## Task objective
Write the data below out again, unchanged.

..........

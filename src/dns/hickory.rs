//! DNS resolution via the [hickory-resolver](https://github.com/hickory-dns/hickory-dns) crate

use std::sync::Arc;
use std::time::Duration;

use hickory_resolver::{
    config::ResolverConfig, name_server::TokioConnectionProvider, ResolveError, TokioResolver,
};
use once_cell::sync::OnceCell;

use crate::runtime;

use super::resolve::{code, Outcome, QuerySink, QueryType, RawRecord, Resolve};

/// A [`Resolve`] backend driven by hickory's async resolver.
///
/// Lookups run on the crate's shared runtime, so completions reach the sink
/// from the executor's thread, never the caller's.
#[derive(Debug, Default, Clone)]
pub struct HickoryDnsResolver {
    /// Construction is delayed until the first query so that building a
    /// resolver never touches the system configuration.
    state: Arc<OnceCell<TokioResolver>>,
}

impl HickoryDnsResolver {
    /// A backend reading the system resolver configuration lazily.
    pub fn new() -> HickoryDnsResolver {
        HickoryDnsResolver::default()
    }

    async fn run(
        &self,
        host: &str,
        qtype: QueryType,
        timeout: Option<Duration>,
        sink: &QuerySink,
    ) -> Outcome {
        let resolver = self.state.get_or_init(new_resolver);

        let deliver = async {
            match qtype {
                QueryType::A => {
                    let lookup = resolver.ipv4_lookup(host).await?;
                    for a in lookup.iter() {
                        sink.address(RawRecord::new(a.0));
                    }
                }
                QueryType::Aaaa => {
                    let lookup = resolver.ipv6_lookup(host).await?;
                    for aaaa in lookup.iter() {
                        sink.address(RawRecord::new(aaaa.0));
                    }
                }
            }
            Ok::<(), ResolveError>(())
        };

        let result = match timeout {
            Some(duration) => match tokio::time::timeout(duration, deliver).await {
                Ok(result) => result,
                Err(_elapsed) => return Outcome::Failed(code::EAI_AGAIN),
            },
            None => deliver.await,
        };

        match result {
            Ok(()) => Outcome::AllDone,
            Err(err) if err.is_no_records_found() => Outcome::Failed(code::EAI_NODATA),
            Err(_) => Outcome::Failed(code::EAI_FAIL),
        }
    }
}

impl Resolve for HickoryDnsResolver {
    fn query(
        &self,
        host: &str,
        qtype: QueryType,
        timeout: Option<Duration>,
        sink: QuerySink,
    ) -> crate::Result<()> {
        let resolver = self.clone();
        let host = host.to_owned();
        runtime::global().spawn(async move {
            let outcome = resolver.run(&host, qtype, timeout, &sink).await;
            sink.finish(outcome);
        });
        Ok(())
    }
}

/// Create a new resolver with the default configuration, which reads from
/// the system configuration. If that fails, fall back to hickory_resolver's
/// built-in defaults.
fn new_resolver() -> TokioResolver {
    TokioResolver::builder_tokio()
        .unwrap_or_else(|err| {
            log::debug!(
                "failed to load system DNS configuration, using library defaults: {err:?}"
            );
            TokioResolver::builder_with_config(
                ResolverConfig::default(),
                TokioConnectionProvider::default(),
            )
        })
        .build()
}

..........

## Your solution
filename src/dns/hickory.rs
//! DNS resolution via the [hickory-resolver](https://github.com/hickory-dns/hickory-dns) crate

use std::sync::Arc;
use std::time::Duration;

use hickory_resolver::{
    config::ResolverConfig, name_server::TokioConnectionProvider, ResolveError, TokioResolver,
};
use once_cell::sync::OnceCell;

use crate::runtime;

use super::resolve::{code, Outcome, QuerySink, QueryType, RawRecord, Resolve};

/// A [`Resolve`] backend driven by hickory's async resolver.
///
/// Lookups run on the crate's shared runtime, so completions reach the sink
/// from the executor's thread, never the caller's.
#[derive(Debug, Default, Clone)]
pub struct HickoryDnsResolver {
    /// Construction is delayed until the first query so that building a
    /// resolver never touches the system configuration.
    state: Arc<OnceCell<TokioResolver>>,
}

impl HickoryDnsResolver {
    /// A backend reading the system resolver configuration lazily.
    pub fn new() -> HickoryDnsResolver {
        HickoryDnsResolver::default()
    }

    async fn run(
        &self,
        host: &str,
        qtype: QueryType,
        timeout: Option<Duration>,
        sink: &QuerySink,
    ) -> Outcome {
        let resolver = self.state.get_or_init(new_resolver);

        let deliver = async {
            match qtype {
                QueryType::A => {
                    let lookup = resolver.ipv4_lookup(host).await?;
                    for a in lookup.iter() {
                        sink.address(RawRecord::new(a.0));
                    }
                }
                QueryType::Aaaa => {
                    let lookup = resolver.ipv6_lookup(host).await?;
                    for aaaa in lookup.iter() {
                        sink.address(RawRecord::new(aaaa.0));
                    }
                }
            }
            Ok::<(), ResolveError>(())
        };

        let result = match timeout {
            Some(duration) => match tokio::time::timeout(duration, deliver).await {
                Ok(result) => result,
                Err(_elapsed) => return Outcome::Failed(code::EAI_AGAIN),
            },
            None => deliver.await,
        };

        match result {
            Ok(()) => Outcome::AllDone,
            Err(err) if err.is_no_records_found() => Outcome::Failed(code::EAI_NODATA),
            Err(_) => Outcome::Failed(code::EAI_FAIL),
        }
    }
}

impl Resolve for HickoryDnsResolver {
    fn query(
        &self,
        host: &str,
        qtype: QueryType,
        timeout: Option<Duration>,
        sink: QuerySink,
    ) -> crate::Result<()> {
        let resolver = self.clone();
        let host = host.to_owned();
        runtime::global().spawn(async move {
            let outcome = resolver.run(&host, qtype, timeout, &sink).await;
            sink.finish(outcome);
        });
        Ok(())
    }
}

/// Create a new resolver with the default configuration, which reads from
/// the system configuration. If that fails, fall back to hickory_resolver's
/// built-in defaults.
fn new_resolver() -> TokioResolver {
    TokioResolver::builder_tokio()
        .unwrap_or_else(|err| {
            log::debug!(
                "failed to load system DNS configuration, using library defaults: {err:?}"
            );
            TokioResolver::builder_with_config(
                ResolverConfig::default(),
                TokioConnectionProvider::default(),
            )
        })
        .build()
}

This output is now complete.